On behalf of the Board of Directors
Alexander Selegenev
Executive Director
27 March 2023
INDEPENDENT AUDITOR'S REPORT TO THE SHAREHOLDERS OF TMT INVESTMENTS PLC FOR THE YEAR ENDED 31 DECEMBER 2022
Opinion
We have audited the financial statements of TMT Investments PLC (the 'Company') for the year ended 31 December 2022 which comprise the statement of comprehensive income, statement of financial position, statement of cash flows, statement of changes in equity, and notes to the financial statements, including a summary of significant accounting policies. The financial reporting framework that has been applied in their preparation of the financial statements is UK adopted international accounting standards, as applied in accordance with the provisions of the Companies (Jersey) Law 1991.
In our opinion, the financial statements:
· give a true and fair view of the state of the Company's affairs as at 31 December 2022 and of the Company's loss for the year then ended; and
· have been properly prepared in accordance with UK adopted international accounting standards; and
· have been prepared in accordance with the requirements of the Companies (Jersey) Law 1991.
Basis for opinion
We conducted our audit in accordance with International Standards on Auditing (UK) (ISAs (UK)) and applicable law. Our responsibilities under those standards are further described in the Auditor's responsibilities for the audit of the financial statements section of our report. We are independent of the Company in accordance with the ethical requirements that are relevant to our audit of the financial statements in the UK, including the FRC's Ethical Standard as applied to listed entities, and we have fulfilled our other ethical responsibilities in accordance with these requirements. We believe that the audit evidence we have obtained is sufficient and appropriate to provide a basis for our opinion.
Conclusions relating to going concern
In auditing the financial statements, we have concluded that the Directors' use of the going concern basis of accounting in the preparation of the financial statements is appropriate. Our evaluation of the Directors' assessment of the Company's ability to continue to adopt the going concern basis of accounting included:
· Analysing the financial performance and financial strength of the business based on recently audited annual results; and
· Assessment of the liquidity of the business, including analysis of the quantum of investments that are readily realisable for cash; and
· Evaluating the on-going liabilities profile of the business not including performance-based expenses such as bonus fees; and
· Analysis of the share price over the past 12 months to ensure there have been no significant movements that suggest the Company's reputation in the marketplace presents a material threat to going concern; and
· Review of events and transactions subsequent to the balance sheet date that present a material threat to going concern.

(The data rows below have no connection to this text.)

//! Wire codec for Tessera statements.
//!
//! Statements travel to the write-ahead log and to replicas as framed
//! records: a fixed header, a MessagePack request body and a CRC32.
//! This crate frames records ([`WireRecord`]) and maps statements to and
//! from them ([`encode_primary`], [`encode_secondary`], [`decode`]).

pub mod codec;
pub mod constants;
pub mod record;

pub use codec::{decode, encode_primary, encode_secondary};
pub use record::WireRecord;
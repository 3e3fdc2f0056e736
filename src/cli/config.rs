//! Project file discovery and loading
//!
//! The project file is searched in this order:
//! 1. Current directory: ./stagebake.toml or ./.stagebake/config.toml
//! 2. User config: ~/.stagebake/config.toml
//! 3. System config: /etc/stagebake/config.toml

use crate::config::Config;
use crate::daemon::DaemonClientConfig;
use crate::env;
use crate::error::{Result, StageError};
use serde::{Deserialize, Serialize};
use std::env as std_env;
use std::path::{Path, PathBuf};
use tracing::{debug, info};

/// Contents of a project file: daemon settings plus the build configuration.
#[derive(Debug, Clone, Default, Serialize, Deserialize)]
#[serde(default)]
pub struct ProjectFile {
    pub daemon: DaemonClientConfig,
    #[serde(flatten)]
    pub build: Config,
}

impl ProjectFile {
    /// Load from TOML file
    pub fn from_toml_file<P: AsRef<Path>>(path: P) -> Result<Self> {
        let content = std::fs::read_to_string(path)?;
        Self::from_toml_str(&content)
    }

    /// Parse from TOML string
    pub fn from_toml_str(content: &str) -> Result<Self> {
        let project: ProjectFile = toml::from_str(content)?;
        project.build.validate()?;
        Ok(project)
    }

    /// Serialize to TOML string
    pub fn to_toml_string(&self) -> Result<String> {
        Ok(toml::to_string_pretty(self)?)
    }
}

/// Project file discovery
pub struct ConfigDiscovery;

impl ConfigDiscovery {
    /// Load `override_path` if given, otherwise the first discovered file.
    pub fn load(override_path: Option<&Path>) -> Result<ProjectFile> {
        if let Some(path) = override_path {
            info!("Loading project file override: {:?}", path);
            return ProjectFile::from_toml_file(path);
        }

        match Self::find_config_file() {
            Some(path) => {
                info!("Loading project file: {:?}", path);
                ProjectFile::from_toml_file(path)
            }
            None => Err(StageError::NotFound(format!(
                "no {} found (see `stagebake show-config`)",
                env::PROJECT_FILE_NAME
            ))),
        }
    }

    /// Find the project file using the discovery hierarchy
    pub fn find_config_file() -> Option<PathBuf> {
        for candidate in Self::get_config_candidates() {
            debug!("Checking for project file: {:?}", candidate);
            if candidate.is_file() {
                debug!("Found project file: {:?}", candidate);
                return Some(candidate);
            }
        }

        debug!("No project file found in discovery hierarchy");
        None
    }

    /// Candidate paths in priority order
    fn get_config_candidates() -> Vec<PathBuf> {
        let mut candidates = Vec::new();

        if let Ok(current_dir) = std_env::current_dir() {
            candidates.push(env::project_file_path(&current_dir));
            candidates.push(env::local_config_file_path(&current_dir));
        }

        if let Some(home_dir) = Self::get_home_dir() {
            candidates.push(env::user_config_file_path(&home_dir));
        }

        #[cfg(unix)]
        candidates.push(PathBuf::from(env::SYSTEM_CONFIG_FILE));

        candidates
    }

    fn get_home_dir() -> Option<PathBuf> {
        std_env::var("HOME")
            .ok()
            .or_else(|| std_env::var("USERPROFILE").ok())
            .map(PathBuf::from)
    }

    /// Show discovery information for debugging
    pub fn show_discovery_info() {
        println!("Project File Discovery Hierarchy:");
        println!();

        for (i, candidate) in Self::get_config_candidates().iter().enumerate() {
            let status = if candidate.is_file() {
                "✓ EXISTS"
            } else if candidate.exists() {
                "✗ NOT A FILE"
            } else {
                "✗ NOT FOUND"
            };
            println!("  {}. {:?} - {}", i + 1, candidate, status);
        }

        println!();
        match Self::find_config_file() {
            Some(found) => println!("Active project file: {:?}", found),
            None => println!("Active project file: none"),
        }
    }
}

#[cfg(test)]
mod tests {
    use super::*;
    use tempfile::TempDir;

    const PROJECT: &str = r#"
[daemon]
timeout = 30

[[dimg]]
name = "web"

[dimg.docker]
from = "nginx:1.25"
expose = ["80"]
"#;

    #[test]
    fn test_project_file_parsing() {
        let project = ProjectFile::from_toml_str(PROJECT).unwrap();
        assert_eq!(project.daemon.timeout, 30);
        assert!(project.daemon.socket.is_none());
        let web = project.build.find_dimg("web").unwrap();
        assert_eq!(web.docker.base.from, "nginx:1.25");
    }

    #[test]
    fn test_project_file_without_daemon_section() {
        let project = ProjectFile::from_toml_str("[[dimg]]\nname = \"a\"\n").unwrap();
        assert_eq!(project.daemon.timeout, 120);
        assert_eq!(project.build.dimgs().len(), 1);
    }

    #[test]
    fn test_load_override() {
        let temp_dir = TempDir::new().unwrap();
        let path = temp_dir.path().join("stagebake.toml");
        std::fs::write(&path, PROJECT).unwrap();

        let project = ConfigDiscovery::load(Some(&path)).unwrap();
        assert_eq!(project.build.dimgs().len(), 1);

        let reparsed = ProjectFile::from_toml_str(&project.to_toml_string().unwrap()).unwrap();
        assert_eq!(reparsed.daemon.timeout, 30);
    }

    #[test]
    fn test_load_missing_override() {
        let result = ConfigDiscovery::load(Some(Path::new("/nonexistent/stagebake.toml")));
        assert!(matches!(result, Err(StageError::Io(_))));
    }

    #[test]
    fn test_config_candidates() {
        let candidates = ConfigDiscovery::get_config_candidates();
        assert!(!candidates.is_empty());
        assert_eq!(candidates[0].file_name().unwrap(), "stagebake.toml");
    }
}
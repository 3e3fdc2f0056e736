//! Path constants and helpers.
//!
//! Centralizes the file and directory names stagebake looks for.

use std::path::{Path, PathBuf};

/// Project file in the current directory
pub const PROJECT_FILE_NAME: &str = "stagebake.toml";

/// Hidden application directory name
pub const APP_DIR_NAME: &str = ".stagebake";

/// Configuration file name inside [`APP_DIR_NAME`]
pub const CONFIG_FILE_NAME: &str = "config.toml";

/// System-wide configuration file
#[cfg(unix)]
pub const SYSTEM_CONFIG_FILE: &str = "/etc/stagebake/config.toml";

/// Default log filter when `RUST_LOG` is unset
pub const DEFAULT_LOG_FILTER: &str = "stagebake=info";

/// Build the project file path in a directory
pub fn project_file_path(current_dir: &Path) -> PathBuf {
    current_dir.join(PROJECT_FILE_NAME)
}

/// Build the app directory path from a root
pub fn app_dir_path(root: &Path) -> PathBuf {
    root.join(APP_DIR_NAME)
}

/// Build local config file path in current directory
pub fn local_config_file_path(current_dir: &Path) -> PathBuf {
    app_dir_path(current_dir).join(CONFIG_FILE_NAME)
}

/// Build config file path in user's home directory
pub fn user_config_file_path(home_dir: &Path) -> PathBuf {
    app_dir_path(home_dir).join(CONFIG_FILE_NAME)
}
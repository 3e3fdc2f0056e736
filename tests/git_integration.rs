use stagebake::git::{GitArtifact, GitError, GitRepo, GitRepoSource, LocalGitRepo, RemoteGitRepo};
use std::path::Path;
use std::process::Command;
use tempfile::TempDir;

fn git(dir: &Path, args: &[&str]) -> String {
    let output = Command::new("git")
        .arg("-C")
        .arg(dir)
        .args([
            "-c",
            "user.name=stagebake",
            "-c",
            "user.email=stagebake@example.com",
            "-c",
            "commit.gpgsign=false",
        ])
        .args(args)
        .output()
        .expect("Should run git");
    assert!(
        output.status.success(),
        "git {:?} failed: {}",
        args,
        String::from_utf8_lossy(&output.stderr)
    );
    String::from_utf8_lossy(&output.stdout).trim().to_string()
}

struct Fixture {
    dir: TempDir,
    main: String,
    feature: String,
}

/// Repository whose `main` branch is shadowed by `feature/main` and a `main` tag.
fn fixture() -> Fixture {
    let dir = TempDir::new().expect("Should create temporary directory");
    let path = dir.path();

    git(path, &["init", "-q"]);
    git(path, &["symbolic-ref", "HEAD", "refs/heads/main"]);
    git(path, &["commit", "-q", "--allow-empty", "-m", "first"]);
    let main = git(path, &["rev-parse", "HEAD"]);

    git(path, &["checkout", "-q", "-b", "feature/main"]);
    git(path, &["commit", "-q", "--allow-empty", "-m", "second"]);
    let feature = git(path, &["rev-parse", "HEAD"]);
    git(path, &["tag", "main", &feature]);

    git(path, &["checkout", "-q", "main"]);

    Fixture { dir, main, feature }
}

fn file_url(path: &Path) -> String {
    format!("file://{}", path.display())
}

#[tokio::test]
async fn test_local_repo_resolves_exact_branch() {
    let fixture = fixture();
    let repo = LocalGitRepo::new("own", fixture.dir.path());

    let commit = repo
        .latest_commit("main")
        .await
        .expect("Should resolve main");
    assert_eq!(commit, fixture.main);
    assert_ne!(commit, fixture.feature);

    assert_eq!(
        repo.latest_commit("feature/main")
            .await
            .expect("Should resolve feature/main"),
        fixture.feature
    );
    assert_eq!(
        repo.latest_commit("").await.expect("Should resolve HEAD"),
        fixture.main
    );
}

#[tokio::test]
async fn test_remote_repo_resolves_exact_branch() {
    let fixture = fixture();
    let repo = RemoteGitRepo::new("app", file_url(fixture.dir.path()));

    assert_eq!(
        repo.latest_commit("main").await.expect("Should resolve main"),
        fixture.main
    );
    assert_eq!(
        repo.latest_commit("feature/main")
            .await
            .expect("Should resolve feature/main"),
        fixture.feature
    );
    assert_eq!(
        repo.latest_commit("").await.expect("Should resolve HEAD"),
        fixture.main
    );
}

#[tokio::test]
async fn test_missing_branch() {
    let fixture = fixture();

    let remote = RemoteGitRepo::new("app", file_url(fixture.dir.path()));
    assert!(matches!(
        remote.latest_commit("develop").await,
        Err(GitError::RefNotFound(reference)) if reference == "refs/heads/develop"
    ));

    let local = LocalGitRepo::new("own", fixture.dir.path());
    assert!(matches!(
        local.latest_commit("develop").await,
        Err(GitError::CommandFailed { .. })
    ));
}

#[tokio::test]
async fn test_artifact_follows_branch() {
    let fixture = fixture();
    let artifact = GitArtifact {
        repo: Some(GitRepoSource::Remote(RemoteGitRepo::new(
            "app",
            file_url(fixture.dir.path()),
        ))),
        name: "app".to_string(),
        branch: "main".to_string(),
        ..GitArtifact::default()
    };

    assert_eq!(
        artifact
            .latest_commit()
            .await
            .expect("Should resolve artifact commit"),
        fixture.main
    );
}
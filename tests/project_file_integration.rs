use stagebake::cli::{ConfigDiscovery, ProjectFile};
use stagebake::config::{Config, NodeKind, TaggedNode};
use stagebake::{EmptyArrayStyle, StageError};
use tempfile::TempDir;

const PROJECT: &str = r#"
[daemon]
timeout = 15
socket = "unix:///var/run/docker.sock"

[[dimg]]
name = "api"

[dimg.docker]
user = "api"
cmd = ["./api"]
volume = ["/srv/api/log"]

[dimg.docker.label]
"com.example.tier" = "backend"

[dimg.from_dimg]
name = "ruby"

[dimg.from_dimg.docker]
from = "ruby:3.3"
volume = ["/bundle"]
expose = ["3000"]

[dimg.from_dimg.docker.env]
BUNDLE_PATH = "/bundle"

[[dimg.git_artifact.remote]]
url = "https://example.com/api.git"
as = "api"

[[dimg.git_artifact.remote.export]]
cwd = "/"
to = "/srv/api"
branch = "main"
commit = "9fceb02d0ae598e95dc970b74767f19372d61af8"
"#;

#[test]
fn test_project_file_roundtrip() {
    let temp_dir = TempDir::new().expect("Should create temporary directory");
    let path = temp_dir.path().join("stagebake.toml");
    std::fs::write(&path, PROJECT).expect("Should write project file");

    let project = ConfigDiscovery::load(Some(&path)).expect("Should load project file");
    assert_eq!(project.daemon.timeout, 15);
    assert_eq!(
        project.daemon.socket.as_deref(),
        Some("unix:///var/run/docker.sock")
    );

    let serialized = project.to_toml_string().expect("Should serialize project file");
    let reparsed = ProjectFile::from_toml_str(&serialized).expect("Should reparse project file");
    let api = reparsed.build.find_dimg("api").expect("Should find api");
    assert_eq!(api.ancestry().len(), 2);
    assert_eq!(
        api.base.git_artifact.remote[0].url,
        "https://example.com/api.git"
    );
    assert_eq!(api.base.git_artifact.remote[0].export[0].branch, "main");
}

#[test]
fn test_resolved_encodings_from_project_file() {
    let project = ProjectFile::from_toml_str(PROJECT).expect("Should parse project file");
    let api = project.build.find_dimg("api").expect("Should find api");
    let options = api
        .resolved_container_options()
        .expect("Should resolve options");

    assert_eq!(
        options.to_run_args().expect("Should encode run args"),
        vec![
            "--volume=/bundle",
            "--volume=/srv/api/log",
            "--env=BUNDLE_PATH=/bundle",
            "--label=com.example.tier=backend",
            "--user=api",
        ]
    );
    assert_eq!(
        options.to_commit_changes(EmptyArrayStyle::Bracketed),
        vec![
            "Volume /bundle",
            "Volume /srv/api/log",
            "Expose 3000",
            "ENV BUNDLE_PATH=/bundle",
            "Label com.example.tier=backend",
            "Cmd [\"./api\"]",
            "User api",
            "Entrypoint []",
        ]
    );
}

#[tokio::test]
async fn test_pinned_git_artifact_commit() {
    let project = ProjectFile::from_toml_str(PROJECT).expect("Should parse project file");
    let api = project.build.find_dimg("api").expect("Should find api");

    let artifacts = api.base.git_artifacts(std::path::Path::new("."));
    assert_eq!(artifacts.len(), 1);
    assert_eq!(artifacts[0].as_name, "api");
    assert_eq!(
        artifacts[0]
            .latest_commit()
            .await
            .expect("Pinned commit should not touch the repository"),
        "9fceb02d0ae598e95dc970b74767f19372d61af8"
    );
}

#[test]
fn test_invalid_env_key_is_rejected_on_load() {
    let content = r#"
[[dimg]]
name = "broken"

[dimg.docker.env]
"A=B" = "1"
"#;
    assert!(matches!(
        ProjectFile::from_toml_str(content),
        Err(StageError::MergeInputInvalid(_))
    ));
}

#[test]
fn test_malformed_toml() {
    assert!(matches!(
        Config::from_toml_str("[[dimg]\nname = "),
        Err(StageError::Config(_))
    ));
}

#[test]
fn test_config_root_tag() {
    assert_eq!(Config::KIND, NodeKind::Config);
    assert_eq!(Config::tag(), NodeKind::Config.tag());
}
//! Build configuration tree nodes.
//!
//! Shared field groups ([`DimgBase`], [`DockerBase`], [`ArtifactBaseExport`])
//! are embedded by value and flattened on the wire.

use super::tags::{NodeKind, TaggedNode};
use crate::error::Result;
use crate::options::ContainerOptions;
use serde::{Deserialize, Serialize};
use std::collections::BTreeMap;

/// Interned name, such as a builder or mount type.
#[derive(Debug, Clone, Default, PartialEq, Eq, PartialOrd, Ord, Hash, Serialize, Deserialize)]
#[serde(transparent)]
pub struct Symbol(pub String);

impl Symbol {
    pub fn as_str(&self) -> &str {
        &self.0
    }

    pub fn is_empty(&self) -> bool {
        self.0.is_empty()
    }
}

impl From<&str> for Symbol {
    fn from(value: &str) -> Self {
        Symbol(value.to_string())
    }
}

/// Named group of dimgs, possibly nested.
#[derive(Debug, Clone, Default, Serialize, Deserialize)]
#[serde(default)]
pub struct DimgGroup {
    pub dimg: Vec<Dimg>,
    pub dimg_group: Vec<DimgGroup>,
}

/// Image description.
#[derive(Debug, Clone, Default, Serialize, Deserialize)]
#[serde(default)]
pub struct Dimg {
    #[serde(flatten)]
    pub base: DimgBase,
    pub docker: DockerDimg,
    pub shell: ShellDimg,
}

/// Image built only to export files into other images.
#[derive(Debug, Clone, Default, Serialize, Deserialize)]
#[serde(default)]
pub struct DimgArtifact {
    #[serde(flatten)]
    pub base: DimgBase,
    pub docker: DockerArtifact,
    pub shell: ShellArtifact,
}

/// Fields shared by [`Dimg`] and [`DimgArtifact`].
#[derive(Debug, Clone, Default, Serialize, Deserialize)]
#[serde(default)]
pub struct DimgBase {
    pub name: String,
    #[serde(skip_serializing_if = "Option::is_none")]
    pub from_dimg: Option<Box<Dimg>>,
    #[serde(skip_serializing_if = "Option::is_none")]
    pub from_dimg_artifact: Option<Box<DimgArtifact>>,
    pub builder: Symbol,
    pub ansible: Ansible,
    pub artifact_group: Vec<ArtifactGroup>,
    pub git_artifact: GitArtifact,
    pub mount: Vec<Mount>,
}

/// Fields shared by [`DockerDimg`] and [`DockerArtifact`].
#[derive(Debug, Clone, Default, Serialize, Deserialize)]
#[serde(default)]
pub struct DockerBase {
    pub from: String,
    pub from_cache_version: String,
}

/// Docker directives of a dimg.
#[derive(Debug, Clone, Default, Serialize, Deserialize)]
#[serde(default)]
pub struct DockerDimg {
    #[serde(flatten)]
    pub base: DockerBase,
    pub volume: Vec<String>,
    pub expose: Vec<String>,
    pub env: BTreeMap<String, String>,
    pub label: BTreeMap<String, String>,
    pub cmd: Vec<String>,
    pub onbuild: Vec<String>,
    pub workdir: String,
    pub user: String,
    pub entrypoint: Vec<String>,
}

impl DockerDimg {
    /// Container options contributed by this stage alone.
    ///
    /// # Errors
    ///
    /// Returns [`StageError::MergeInputInvalid`](crate::StageError::MergeInputInvalid)
    /// if an env or label key is unusable.
    pub fn container_options(&self) -> Result<ContainerOptions> {
        let mut options = ContainerOptions::new()
            .with_cmd(self.cmd.iter().cloned())
            .with_onbuild(self.onbuild.iter().cloned())
            .with_workdir(self.workdir.clone())
            .with_user(self.user.clone())
            .with_entrypoint(self.entrypoint.iter().cloned());
        options.add_volume(self.volume.iter().cloned());
        options.add_expose(self.expose.iter().cloned());
        options.add_env(self.env.clone());
        options.add_label(self.label.clone());
        options.validate()?;
        Ok(options)
    }
}

/// Docker directives of an artifact.
#[derive(Debug, Clone, Default, Serialize, Deserialize)]
#[serde(default)]
pub struct DockerArtifact {
    #[serde(flatten)]
    pub base: DockerBase,
}

/// Shell builder stages.
#[derive(Debug, Clone, Default, Serialize, Deserialize)]
#[serde(default)]
pub struct ShellDimg {
    pub version: String,
    pub before_install: StageCommand,
    pub before_setup: StageCommand,
    pub install: StageCommand,
    pub setup: StageCommand,
}

/// Shell builder stages of an artifact.
#[derive(Debug, Clone, Default, Serialize, Deserialize)]
#[serde(default)]
pub struct ShellArtifact {
    #[serde(flatten)]
    pub shell: ShellDimg,
    pub build_artifact: StageCommand,
}

#[derive(Debug, Clone, Default, Serialize, Deserialize)]
#[serde(default)]
pub struct StageCommand {
    pub version: String,
    pub run: Vec<String>,
}

/// Ansible builder stages.
#[derive(Debug, Clone, Default, Serialize, Deserialize)]
#[serde(default)]
pub struct Ansible {
    pub version: String,
    pub before_install_version: String,
    pub install_version: String,
    pub before_setup_version: String,
    pub setup_version: String,
    pub build_artifact_version: String,
    pub before_install: Vec<AnsibleTask>,
    pub install: Vec<AnsibleTask>,
    pub before_setup: Vec<AnsibleTask>,
    pub setup: Vec<AnsibleTask>,
    pub build_artifact: Vec<AnsibleTask>,
    pub dump_config_doc: String,
}

#[derive(Debug, Clone, Default, Serialize, Deserialize)]
#[serde(default)]
pub struct AnsibleTask {
    pub config: toml::Table,
    pub dump_config_section: String,
}

#[derive(Debug, Clone, Default, Serialize, Deserialize)]
#[serde(default)]
pub struct ArtifactGroup {
    pub export: Vec<ArtifactExport>,
}

/// Files exported from an artifact into the current dimg.
#[derive(Debug, Clone, Default, Serialize, Deserialize)]
#[serde(default)]
pub struct ArtifactExport {
    #[serde(flatten)]
    pub base: ArtifactBaseExport,
    pub config: DimgArtifact,
    pub before: Symbol,
    pub after: Symbol,
}

/// Fields shared by every export.
#[derive(Debug, Clone, Default, Serialize, Deserialize)]
#[serde(default)]
pub struct ArtifactBaseExport {
    pub cwd: String,
    pub to: String,
    pub include_paths: Vec<String>,
    pub exclude_paths: Vec<String>,
    pub owner: String,
    pub group: String,
}

#[derive(Debug, Clone, Default, Serialize, Deserialize)]
#[serde(default)]
pub struct GitArtifact {
    pub local: Vec<GitArtifactLocal>,
    pub remote: Vec<GitArtifactRemote>,
}

#[derive(Debug, Clone, Default, Serialize, Deserialize)]
#[serde(default)]
pub struct GitArtifactLocal {
    #[serde(rename = "as")]
    pub as_name: String,
    pub export: Vec<GitArtifactLocalExport>,
}

#[derive(Debug, Clone, Default, Serialize, Deserialize)]
#[serde(default)]
pub struct GitArtifactLocalExport {
    #[serde(flatten)]
    pub base: ArtifactBaseExport,
    pub stage_dependencies: StageDependencies,
}

/// Paths whose changes invalidate a given stage.
#[derive(Debug, Clone, Default, Serialize, Deserialize)]
#[serde(default)]
pub struct StageDependencies {
    pub install: Vec<String>,
    pub setup: Vec<String>,
    pub before_setup: Vec<String>,
    pub build_artifact: Vec<String>,
}

impl StageDependencies {
    /// Non-empty dependency lists keyed by stage name.
    pub fn by_stage(&self) -> BTreeMap<String, Vec<String>> {
        [
            ("install", &self.install),
            ("setup", &self.setup),
            ("before_setup", &self.before_setup),
            ("build_artifact", &self.build_artifact),
        ]
        .into_iter()
        .filter(|(_, paths)| !paths.is_empty())
        .map(|(stage, paths)| (stage.to_string(), paths.clone()))
        .collect()
    }
}

#[derive(Debug, Clone, Default, Serialize, Deserialize)]
#[serde(default)]
pub struct GitArtifactRemote {
    pub url: String,
    pub name: String,
    #[serde(rename = "as")]
    pub as_name: String,
    pub export: Vec<GitArtifactRemoteExport>,
}

#[derive(Debug, Clone, Default, Serialize, Deserialize)]
#[serde(default)]
pub struct GitArtifactRemoteExport {
    #[serde(flatten)]
    pub export: GitArtifactLocalExport,
    pub branch: String,
    pub commit: String,
}

#[derive(Debug, Clone, Default, Serialize, Deserialize)]
#[serde(default)]
pub struct Mount {
    pub to: String,
    pub from: String,
    #[serde(rename = "type")]
    pub mount_type: Symbol,
}

macro_rules! tagged_nodes {
    ($($node:ident),* $(,)?) => {
        $(
            impl TaggedNode for $node {
                const KIND: NodeKind = NodeKind::$node;
            }
        )*
    };
}

tagged_nodes!(
    DimgGroup,
    Dimg,
    DimgArtifact,
    DockerDimg,
    DockerArtifact,
    ShellDimg,
    ShellArtifact,
    StageCommand,
    ArtifactGroup,
    ArtifactExport,
    GitArtifact,
    GitArtifactLocal,
    GitArtifactLocalExport,
    StageDependencies,
    GitArtifactRemote,
    GitArtifactRemoteExport,
    Mount,
    Symbol,
);

#[cfg(test)]
mod tests {
    use super::*;
    use crate::error::StageError;

    #[test]
    fn test_docker_dimg_container_options() {
        let mut docker = DockerDimg {
            volume: vec!["/data".to_string()],
            expose: vec!["80".to_string()],
            cmd: vec!["serve".to_string()],
            user: "app".to_string(),
            ..DockerDimg::default()
        };
        docker.env.insert("MODE".to_string(), "prod".to_string());

        let options = docker.container_options().unwrap();

        assert_eq!(options.volume, vec!["/data"]);
        assert_eq!(options.expose, vec!["80"]);
        assert_eq!(options.cmd, vec!["serve"]);
        assert_eq!(options.user, "app");
        assert_eq!(options.env["MODE"], "prod");
        assert!(options.volumes_from.is_empty());
    }

    #[test]
    fn test_docker_dimg_rejects_invalid_keys() {
        let mut docker = DockerDimg::default();
        docker.label.insert("bad=key".to_string(), "x".to_string());
        assert!(matches!(
            docker.container_options(),
            Err(StageError::MergeInputInvalid(_))
        ));
    }

    #[test]
    fn test_stage_dependencies_by_stage() {
        let deps = StageDependencies {
            install: vec!["Gemfile".to_string()],
            setup: vec!["config/**".to_string()],
            ..StageDependencies::default()
        };

        let by_stage = deps.by_stage();

        assert_eq!(by_stage.len(), 2);
        assert_eq!(by_stage["install"], vec!["Gemfile"]);
        assert!(!by_stage.contains_key("build_artifact"));
    }

    #[test]
    fn test_node_tags() {
        assert_eq!(Symbol::tag(), "!ruby/symbol");
        assert_eq!(
            DockerDimg::tag(),
            "!ruby/object:Dapp::Dimg::Config::Directive::Docker::Dimg"
        );
        assert_eq!(Mount::KIND, NodeKind::Mount);
    }
}
//! Docker/Podman daemon client.
//!
//! Wraps the bollard Docker API with connection fallback and exposes the
//! daemon version as a [`VersionSource`].

use super::{DaemonClientConfig, DaemonError, VersionSource};
use bollard::Docker;
use futures::future::BoxFuture;
use std::sync::Arc;
use tracing::{debug, info};

/// Docker/Podman API client.
#[derive(Clone)]
pub struct DaemonClient {
    docker: Arc<Docker>,
    config: DaemonClientConfig,
}

impl DaemonClient {
    /// Connect with the default configuration.
    ///
    /// # Errors
    ///
    /// Returns error if neither Docker nor Podman is reachable.
    pub async fn new() -> Result<Self, DaemonError> {
        Self::with_config(DaemonClientConfig::default()).await
    }

    /// Connect with a custom configuration and verify the connection.
    ///
    /// # Errors
    ///
    /// Returns error if connecting or pinging fails.
    pub async fn with_config(config: DaemonClientConfig) -> Result<Self, DaemonError> {
        let docker = Self::connect(&config)?;

        let client = Self {
            docker: Arc::new(docker),
            config,
        };

        client.ping().await?;

        Ok(client)
    }

    /// Connect to Docker or Podman.
    ///
    /// An explicit socket is used as-is. Otherwise tries, in order:
    /// 1. Local defaults (Unix socket, Windows named pipe, DOCKER_HOST)
    /// 2. Rootless Podman socket
    /// 3. System Podman socket
    fn connect(config: &DaemonClientConfig) -> Result<Docker, DaemonError> {
        if let Some(socket) = &config.socket {
            debug!("Connecting to configured socket: {}", socket);
            return Ok(Docker::connect_with_socket(
                socket,
                config.timeout,
                bollard::API_DEFAULT_VERSION,
            )?);
        }

        debug!("Attempting to connect to container daemon...");

        match Docker::connect_with_local_defaults() {
            Ok(docker) => {
                info!("Connected to container daemon via local defaults");
                return Ok(docker);
            }
            Err(e) => {
                debug!("Local defaults failed: {}", e);
            }
        }

        #[cfg(unix)]
        {
            let mut candidates = Vec::new();
            if let Ok(home) = std::env::var("HOME") {
                candidates.push(format!("unix://{}/run/podman/podman.sock", home));
            }
            candidates.push("unix:///run/podman/podman.sock".to_string());

            for socket in candidates {
                debug!("Trying Podman socket: {}", socket);
                match Docker::connect_with_socket(
                    &socket,
                    config.timeout,
                    bollard::API_DEFAULT_VERSION,
                ) {
                    Ok(docker) => {
                        info!("Connected to Podman via {}", socket);
                        return Ok(docker);
                    }
                    Err(e) => {
                        debug!("Podman socket {} failed: {}", socket, e);
                    }
                }
            }
        }

        Err(DaemonError::Connection(
            "Failed to connect to Docker or Podman. Please ensure a daemon is running."
                .to_string(),
        ))
    }

    /// Ping the daemon.
    ///
    /// # Errors
    ///
    /// Returns error if ping fails.
    pub async fn ping(&self) -> Result<(), DaemonError> {
        self.docker.ping().await?;
        debug!("Container daemon ping successful");
        Ok(())
    }

    /// Server version string, e.g. `24.0.7`.
    ///
    /// # Errors
    ///
    /// Returns error if the version query fails or carries no version.
    pub async fn server_version(&self) -> Result<String, DaemonError> {
        let version = self.docker.version().await?;
        let reported = version.version.ok_or(DaemonError::MissingVersion)?;
        debug!("Container daemon reports version {}", reported);
        Ok(reported)
    }

    pub fn config(&self) -> &DaemonClientConfig {
        &self.config
    }
}

impl VersionSource for DaemonClient {
    fn reported_version(&self) -> BoxFuture<'_, Result<String, DaemonError>> {
        Box::pin(self.server_version())
    }
}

Based on the work we have performed, we have not identified any material uncertainties relating to events or conditions that, individually or collectively, may cast significant doubt on the Company's ability to continue as a going concern for a period of at least twelve months from when the financial statements are authorised for issue.
Our responsibilities and the responsibilities of the Directors with respect to going concern are described in the relevant sections of this report.
Our application of materiality
We apply the concept of materiality both in planning and performing our audit, and in evaluating the effect of misstatements. We consider materiality to be the magnitude by which misstatements, including omissions, could influence the economic decisions of reasonable users that are taken on the basis of the financial statements.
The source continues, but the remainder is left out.